# [About this exercise]
Your task is to count the lines of the records that contain "StorageBackend". Answer with the number and nothing else.

# [Data for this task]
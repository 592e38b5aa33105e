#[cfg(feature = "storage-local")]
use crate::LocalStorage;
#[cfg(feature = "storage-object-store")]
use crate::ObjectStoreStorage;
use crate::{Storage, StorageBackend, StorageError, StorageResult};
use std::sync::Arc;
use stowage_core::Config;

/// Create the configured storage backend. Called once at startup.
pub async fn create_storage(config: &Config) -> StorageResult<Arc<dyn Storage>> {
    match config.storage_backend() {
        #[cfg(feature = "storage-object-store")]
        StorageBackend::ObjectStore => {
            let settings = config.object_store().ok_or_else(|| {
                StorageError::ConfigError("OBJECT_STORE_BUCKET not configured".to_string())
            })?;

            let storage = ObjectStoreStorage::new_s3(&settings)?;
            tracing::info!(
                bucket = %settings.bucket,
                region = %settings.region,
                endpoint = ?settings.endpoint,
                "Using object store backend"
            );
            Ok(Arc::new(storage))
        }

        #[cfg(not(feature = "storage-object-store"))]
        StorageBackend::ObjectStore => Err(StorageError::ConfigError(
            "Object store backend not available (storage-object-store feature not enabled)"
                .to_string(),
        )),

        #[cfg(feature = "storage-local")]
        StorageBackend::Local => {
            let base_path = config.local_storage_path().ok_or_else(|| {
                StorageError::ConfigError("LOCAL_STORAGE_PATH not configured".to_string())
            })?;

            let storage = LocalStorage::new(base_path, config.local_public_base_url()).await?;
            tracing::info!(path = %base_path, "Using local storage backend");
            Ok(Arc::new(storage))
        }

        #[cfg(not(feature = "storage-local"))]
        StorageBackend::Local => Err(StorageError::ConfigError(
            "Local storage backend not available (storage-local feature not enabled)".to_string(),
        )),
    }
}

# [Exercise answer]
5